==== Data supplied

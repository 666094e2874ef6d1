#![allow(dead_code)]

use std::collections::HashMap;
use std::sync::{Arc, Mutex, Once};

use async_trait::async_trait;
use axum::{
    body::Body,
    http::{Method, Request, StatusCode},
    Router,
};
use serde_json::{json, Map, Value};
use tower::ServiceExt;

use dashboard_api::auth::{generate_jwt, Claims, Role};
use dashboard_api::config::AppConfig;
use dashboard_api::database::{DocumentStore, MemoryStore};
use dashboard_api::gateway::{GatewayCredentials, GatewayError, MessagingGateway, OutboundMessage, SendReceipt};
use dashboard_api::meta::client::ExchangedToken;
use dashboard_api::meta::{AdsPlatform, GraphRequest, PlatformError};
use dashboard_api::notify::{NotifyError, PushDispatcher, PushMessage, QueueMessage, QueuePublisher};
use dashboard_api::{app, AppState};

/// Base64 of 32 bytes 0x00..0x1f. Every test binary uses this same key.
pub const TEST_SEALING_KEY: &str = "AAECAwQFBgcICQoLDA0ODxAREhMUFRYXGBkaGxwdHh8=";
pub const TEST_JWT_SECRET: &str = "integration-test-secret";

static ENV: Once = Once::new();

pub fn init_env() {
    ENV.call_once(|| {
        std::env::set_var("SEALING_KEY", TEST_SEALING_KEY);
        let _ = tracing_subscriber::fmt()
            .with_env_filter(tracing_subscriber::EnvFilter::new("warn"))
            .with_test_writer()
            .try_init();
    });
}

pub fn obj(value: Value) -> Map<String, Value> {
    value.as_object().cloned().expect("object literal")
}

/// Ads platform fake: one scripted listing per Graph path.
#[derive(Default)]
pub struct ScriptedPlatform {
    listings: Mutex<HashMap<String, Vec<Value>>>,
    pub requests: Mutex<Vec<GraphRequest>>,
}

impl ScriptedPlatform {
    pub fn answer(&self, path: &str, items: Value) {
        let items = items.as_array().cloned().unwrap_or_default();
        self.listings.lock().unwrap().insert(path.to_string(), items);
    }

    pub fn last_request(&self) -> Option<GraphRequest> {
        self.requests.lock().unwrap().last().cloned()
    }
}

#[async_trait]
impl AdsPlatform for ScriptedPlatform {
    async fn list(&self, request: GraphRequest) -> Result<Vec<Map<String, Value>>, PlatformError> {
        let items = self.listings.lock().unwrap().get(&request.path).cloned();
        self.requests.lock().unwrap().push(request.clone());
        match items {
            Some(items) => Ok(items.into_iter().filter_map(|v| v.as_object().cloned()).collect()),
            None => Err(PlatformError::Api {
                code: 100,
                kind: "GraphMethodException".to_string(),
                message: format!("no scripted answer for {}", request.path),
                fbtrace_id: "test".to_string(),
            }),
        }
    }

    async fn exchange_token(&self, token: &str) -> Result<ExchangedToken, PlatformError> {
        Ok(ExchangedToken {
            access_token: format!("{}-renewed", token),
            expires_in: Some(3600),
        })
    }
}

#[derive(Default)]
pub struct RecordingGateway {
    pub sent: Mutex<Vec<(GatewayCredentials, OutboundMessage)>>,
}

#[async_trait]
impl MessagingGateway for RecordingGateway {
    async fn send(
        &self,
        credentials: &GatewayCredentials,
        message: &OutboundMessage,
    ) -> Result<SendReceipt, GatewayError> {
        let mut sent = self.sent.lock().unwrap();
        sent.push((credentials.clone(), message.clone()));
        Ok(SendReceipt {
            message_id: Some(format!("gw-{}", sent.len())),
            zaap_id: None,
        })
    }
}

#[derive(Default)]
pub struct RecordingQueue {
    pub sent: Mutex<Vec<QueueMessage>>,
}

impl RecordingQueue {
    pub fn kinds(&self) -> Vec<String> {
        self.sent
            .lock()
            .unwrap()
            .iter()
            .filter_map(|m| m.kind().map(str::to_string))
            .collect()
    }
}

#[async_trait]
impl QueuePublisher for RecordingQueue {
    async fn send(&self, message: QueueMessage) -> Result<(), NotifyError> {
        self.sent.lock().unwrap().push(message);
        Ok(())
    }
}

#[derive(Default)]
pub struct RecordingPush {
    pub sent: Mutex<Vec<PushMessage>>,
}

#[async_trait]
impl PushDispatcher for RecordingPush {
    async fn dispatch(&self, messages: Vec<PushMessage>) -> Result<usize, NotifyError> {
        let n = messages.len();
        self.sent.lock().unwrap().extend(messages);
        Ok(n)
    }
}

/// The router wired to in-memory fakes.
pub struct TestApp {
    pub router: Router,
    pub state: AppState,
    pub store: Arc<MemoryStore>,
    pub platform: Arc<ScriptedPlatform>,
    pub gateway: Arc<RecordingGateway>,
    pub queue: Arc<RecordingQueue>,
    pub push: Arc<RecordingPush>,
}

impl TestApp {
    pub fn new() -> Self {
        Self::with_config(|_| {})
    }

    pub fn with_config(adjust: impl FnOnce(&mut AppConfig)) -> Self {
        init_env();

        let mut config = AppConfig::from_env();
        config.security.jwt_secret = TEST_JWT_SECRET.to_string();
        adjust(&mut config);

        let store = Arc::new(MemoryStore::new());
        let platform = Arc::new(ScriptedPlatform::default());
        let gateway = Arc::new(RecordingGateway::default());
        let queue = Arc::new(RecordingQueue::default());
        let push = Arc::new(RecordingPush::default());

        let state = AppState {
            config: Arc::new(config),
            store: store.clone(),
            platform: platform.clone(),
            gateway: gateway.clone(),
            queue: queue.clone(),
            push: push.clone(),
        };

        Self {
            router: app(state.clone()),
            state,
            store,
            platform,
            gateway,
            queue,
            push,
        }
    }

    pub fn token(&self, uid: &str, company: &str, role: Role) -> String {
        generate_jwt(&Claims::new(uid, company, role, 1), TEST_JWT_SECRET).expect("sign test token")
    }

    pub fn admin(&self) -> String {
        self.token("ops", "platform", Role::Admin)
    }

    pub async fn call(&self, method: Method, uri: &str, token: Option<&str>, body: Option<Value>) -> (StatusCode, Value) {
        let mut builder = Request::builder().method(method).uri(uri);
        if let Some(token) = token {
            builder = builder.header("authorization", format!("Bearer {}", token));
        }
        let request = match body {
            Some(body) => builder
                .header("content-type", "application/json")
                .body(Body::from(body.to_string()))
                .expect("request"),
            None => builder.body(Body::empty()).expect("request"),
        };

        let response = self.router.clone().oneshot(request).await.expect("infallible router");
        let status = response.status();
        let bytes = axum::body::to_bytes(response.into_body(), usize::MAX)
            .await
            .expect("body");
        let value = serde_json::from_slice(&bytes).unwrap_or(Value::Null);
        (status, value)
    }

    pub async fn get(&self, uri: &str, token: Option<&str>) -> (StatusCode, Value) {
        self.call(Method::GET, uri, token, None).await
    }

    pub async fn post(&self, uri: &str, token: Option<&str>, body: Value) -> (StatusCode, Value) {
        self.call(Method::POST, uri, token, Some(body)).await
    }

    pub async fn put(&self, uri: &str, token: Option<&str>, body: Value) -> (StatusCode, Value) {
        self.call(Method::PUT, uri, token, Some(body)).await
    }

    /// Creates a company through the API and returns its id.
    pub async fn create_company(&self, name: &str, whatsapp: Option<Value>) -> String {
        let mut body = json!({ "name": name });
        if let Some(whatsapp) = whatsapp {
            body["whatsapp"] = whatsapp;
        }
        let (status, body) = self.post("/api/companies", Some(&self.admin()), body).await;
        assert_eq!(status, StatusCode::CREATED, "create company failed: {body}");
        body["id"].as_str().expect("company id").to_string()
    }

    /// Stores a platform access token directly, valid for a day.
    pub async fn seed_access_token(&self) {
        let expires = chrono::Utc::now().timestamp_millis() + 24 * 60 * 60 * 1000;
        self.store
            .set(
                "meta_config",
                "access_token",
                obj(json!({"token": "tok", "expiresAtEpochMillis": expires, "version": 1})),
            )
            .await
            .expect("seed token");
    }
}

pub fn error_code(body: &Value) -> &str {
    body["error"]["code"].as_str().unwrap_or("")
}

========
==== Data supplied

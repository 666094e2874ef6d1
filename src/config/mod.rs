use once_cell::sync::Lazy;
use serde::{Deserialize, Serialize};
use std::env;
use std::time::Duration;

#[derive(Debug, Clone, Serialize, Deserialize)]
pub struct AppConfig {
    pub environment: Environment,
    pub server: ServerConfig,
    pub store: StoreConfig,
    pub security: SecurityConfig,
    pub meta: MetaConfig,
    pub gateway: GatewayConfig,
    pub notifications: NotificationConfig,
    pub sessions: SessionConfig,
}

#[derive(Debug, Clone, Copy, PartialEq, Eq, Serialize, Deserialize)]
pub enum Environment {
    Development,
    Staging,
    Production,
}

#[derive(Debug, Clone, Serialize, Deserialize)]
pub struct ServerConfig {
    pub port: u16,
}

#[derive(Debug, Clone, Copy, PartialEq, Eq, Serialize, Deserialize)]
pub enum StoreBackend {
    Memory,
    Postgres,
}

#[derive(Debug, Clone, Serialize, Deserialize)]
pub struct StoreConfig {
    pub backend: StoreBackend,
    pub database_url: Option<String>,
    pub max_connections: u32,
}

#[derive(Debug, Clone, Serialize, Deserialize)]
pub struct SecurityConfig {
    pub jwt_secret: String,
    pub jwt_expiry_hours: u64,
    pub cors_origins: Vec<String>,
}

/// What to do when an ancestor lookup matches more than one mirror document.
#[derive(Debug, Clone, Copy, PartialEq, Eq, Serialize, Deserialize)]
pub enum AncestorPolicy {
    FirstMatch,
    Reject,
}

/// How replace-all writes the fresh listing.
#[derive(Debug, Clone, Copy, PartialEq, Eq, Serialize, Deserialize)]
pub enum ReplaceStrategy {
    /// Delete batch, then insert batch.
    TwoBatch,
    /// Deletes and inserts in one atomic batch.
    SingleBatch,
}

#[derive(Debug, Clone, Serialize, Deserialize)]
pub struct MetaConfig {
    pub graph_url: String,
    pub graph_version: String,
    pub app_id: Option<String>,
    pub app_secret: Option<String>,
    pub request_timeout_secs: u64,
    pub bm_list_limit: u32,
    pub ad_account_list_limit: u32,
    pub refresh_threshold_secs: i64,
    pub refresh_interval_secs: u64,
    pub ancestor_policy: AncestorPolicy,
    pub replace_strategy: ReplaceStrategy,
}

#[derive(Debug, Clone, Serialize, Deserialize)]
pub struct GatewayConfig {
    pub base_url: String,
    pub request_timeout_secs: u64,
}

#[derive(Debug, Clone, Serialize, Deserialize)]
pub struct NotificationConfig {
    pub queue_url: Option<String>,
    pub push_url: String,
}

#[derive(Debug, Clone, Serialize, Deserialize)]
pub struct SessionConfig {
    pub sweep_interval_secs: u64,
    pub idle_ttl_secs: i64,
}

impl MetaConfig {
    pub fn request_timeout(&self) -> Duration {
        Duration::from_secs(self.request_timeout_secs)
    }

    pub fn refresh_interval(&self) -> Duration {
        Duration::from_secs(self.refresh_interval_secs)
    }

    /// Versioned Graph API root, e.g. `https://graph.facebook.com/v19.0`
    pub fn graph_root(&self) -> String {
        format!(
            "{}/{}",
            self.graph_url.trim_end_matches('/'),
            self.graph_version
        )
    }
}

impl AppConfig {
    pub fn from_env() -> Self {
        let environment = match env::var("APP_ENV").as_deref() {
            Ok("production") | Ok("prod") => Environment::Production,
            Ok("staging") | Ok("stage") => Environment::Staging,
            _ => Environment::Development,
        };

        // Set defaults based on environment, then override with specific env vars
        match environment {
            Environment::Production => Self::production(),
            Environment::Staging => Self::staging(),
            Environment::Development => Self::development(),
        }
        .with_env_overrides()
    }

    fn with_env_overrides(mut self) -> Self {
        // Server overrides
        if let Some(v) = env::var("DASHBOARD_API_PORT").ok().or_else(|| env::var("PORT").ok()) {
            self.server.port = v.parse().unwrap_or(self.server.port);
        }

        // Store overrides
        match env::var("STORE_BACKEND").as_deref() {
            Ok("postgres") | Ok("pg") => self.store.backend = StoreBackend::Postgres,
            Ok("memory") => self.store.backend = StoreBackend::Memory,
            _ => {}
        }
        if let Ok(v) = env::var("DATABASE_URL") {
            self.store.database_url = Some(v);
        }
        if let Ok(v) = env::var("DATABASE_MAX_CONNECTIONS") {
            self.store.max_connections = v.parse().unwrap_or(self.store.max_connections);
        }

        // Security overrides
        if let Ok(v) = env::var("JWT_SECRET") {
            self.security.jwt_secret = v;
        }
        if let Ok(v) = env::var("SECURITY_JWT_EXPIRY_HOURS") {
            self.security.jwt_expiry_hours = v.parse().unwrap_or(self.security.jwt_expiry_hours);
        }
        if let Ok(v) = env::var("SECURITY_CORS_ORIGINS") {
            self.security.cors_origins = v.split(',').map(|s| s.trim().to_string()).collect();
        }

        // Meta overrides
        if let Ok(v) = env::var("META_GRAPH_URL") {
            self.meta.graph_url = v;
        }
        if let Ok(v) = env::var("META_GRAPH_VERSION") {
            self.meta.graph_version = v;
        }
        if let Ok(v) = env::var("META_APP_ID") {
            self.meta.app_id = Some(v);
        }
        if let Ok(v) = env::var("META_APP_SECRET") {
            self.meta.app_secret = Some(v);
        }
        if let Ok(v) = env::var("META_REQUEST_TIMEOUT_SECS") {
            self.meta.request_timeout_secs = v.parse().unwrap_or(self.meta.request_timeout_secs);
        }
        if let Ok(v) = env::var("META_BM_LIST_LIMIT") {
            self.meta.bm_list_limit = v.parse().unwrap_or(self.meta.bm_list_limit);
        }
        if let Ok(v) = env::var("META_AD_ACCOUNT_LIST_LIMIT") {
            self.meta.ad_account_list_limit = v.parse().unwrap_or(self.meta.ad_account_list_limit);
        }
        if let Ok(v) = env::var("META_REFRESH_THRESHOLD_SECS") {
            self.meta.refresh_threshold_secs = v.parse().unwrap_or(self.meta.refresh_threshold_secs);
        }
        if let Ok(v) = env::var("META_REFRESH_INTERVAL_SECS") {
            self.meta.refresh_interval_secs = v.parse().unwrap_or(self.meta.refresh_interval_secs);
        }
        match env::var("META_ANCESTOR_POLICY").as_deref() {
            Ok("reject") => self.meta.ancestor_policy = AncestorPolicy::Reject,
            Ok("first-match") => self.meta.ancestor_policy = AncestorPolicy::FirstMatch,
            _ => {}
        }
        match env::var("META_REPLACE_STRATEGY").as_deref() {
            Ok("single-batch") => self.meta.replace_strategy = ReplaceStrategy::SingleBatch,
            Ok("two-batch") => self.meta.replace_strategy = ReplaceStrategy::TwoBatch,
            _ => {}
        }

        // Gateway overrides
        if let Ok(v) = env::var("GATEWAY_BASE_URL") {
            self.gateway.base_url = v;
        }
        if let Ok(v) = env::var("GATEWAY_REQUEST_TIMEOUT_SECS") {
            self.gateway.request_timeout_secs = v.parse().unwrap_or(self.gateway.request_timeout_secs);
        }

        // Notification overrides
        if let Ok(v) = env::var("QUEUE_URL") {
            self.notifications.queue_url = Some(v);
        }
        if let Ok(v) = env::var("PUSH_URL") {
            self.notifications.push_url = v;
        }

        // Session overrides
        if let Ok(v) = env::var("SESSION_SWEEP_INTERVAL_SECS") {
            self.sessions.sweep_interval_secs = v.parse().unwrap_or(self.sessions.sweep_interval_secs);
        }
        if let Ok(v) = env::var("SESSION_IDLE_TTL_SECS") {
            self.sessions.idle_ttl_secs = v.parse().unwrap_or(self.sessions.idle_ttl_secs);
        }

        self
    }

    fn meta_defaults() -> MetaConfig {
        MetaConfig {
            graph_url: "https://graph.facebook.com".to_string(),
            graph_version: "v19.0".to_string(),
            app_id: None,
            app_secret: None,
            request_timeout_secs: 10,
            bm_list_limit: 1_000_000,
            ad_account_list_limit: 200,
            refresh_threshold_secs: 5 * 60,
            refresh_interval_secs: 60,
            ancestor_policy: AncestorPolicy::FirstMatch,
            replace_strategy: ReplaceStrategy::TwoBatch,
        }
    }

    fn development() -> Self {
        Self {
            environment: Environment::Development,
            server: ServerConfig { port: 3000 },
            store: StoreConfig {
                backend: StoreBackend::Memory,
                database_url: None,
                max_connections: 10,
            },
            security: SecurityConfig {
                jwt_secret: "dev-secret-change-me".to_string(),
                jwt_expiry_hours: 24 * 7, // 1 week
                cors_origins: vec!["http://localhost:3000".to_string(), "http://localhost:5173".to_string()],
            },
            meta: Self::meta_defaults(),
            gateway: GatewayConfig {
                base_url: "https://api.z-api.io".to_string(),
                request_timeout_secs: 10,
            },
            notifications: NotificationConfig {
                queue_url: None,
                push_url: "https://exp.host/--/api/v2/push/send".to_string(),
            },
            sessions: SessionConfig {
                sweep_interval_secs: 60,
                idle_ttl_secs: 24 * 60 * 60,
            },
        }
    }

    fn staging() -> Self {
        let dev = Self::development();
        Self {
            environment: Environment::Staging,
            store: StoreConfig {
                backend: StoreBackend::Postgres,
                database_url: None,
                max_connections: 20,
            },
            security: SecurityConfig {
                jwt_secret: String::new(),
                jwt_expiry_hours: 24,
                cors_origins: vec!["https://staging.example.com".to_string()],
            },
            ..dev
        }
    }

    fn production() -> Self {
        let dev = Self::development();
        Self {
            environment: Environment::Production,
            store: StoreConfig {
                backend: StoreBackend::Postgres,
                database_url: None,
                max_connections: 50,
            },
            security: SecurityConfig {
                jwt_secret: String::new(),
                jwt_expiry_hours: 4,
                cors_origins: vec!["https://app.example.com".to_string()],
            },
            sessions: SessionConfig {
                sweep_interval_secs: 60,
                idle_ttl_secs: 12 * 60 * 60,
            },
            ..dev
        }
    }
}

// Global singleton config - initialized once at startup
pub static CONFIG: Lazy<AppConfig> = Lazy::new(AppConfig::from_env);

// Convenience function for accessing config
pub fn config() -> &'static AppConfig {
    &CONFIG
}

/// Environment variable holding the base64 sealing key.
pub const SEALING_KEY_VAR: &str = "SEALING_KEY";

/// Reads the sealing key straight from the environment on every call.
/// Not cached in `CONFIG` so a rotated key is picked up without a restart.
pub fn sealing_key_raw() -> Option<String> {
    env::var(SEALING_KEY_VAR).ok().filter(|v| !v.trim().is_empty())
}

========

**Instructions for the task**: Copy every line of the listing that includes the string "format".

**Solution to this problem**:
                message: format!("no scripted answer for {}", request.path),
            access_token: format!("{}-renewed", token),
            message_id: Some(format!("gw-{}", sent.len())),
            builder = builder.header("authorization", format!("Bearer {}", token));
        format!(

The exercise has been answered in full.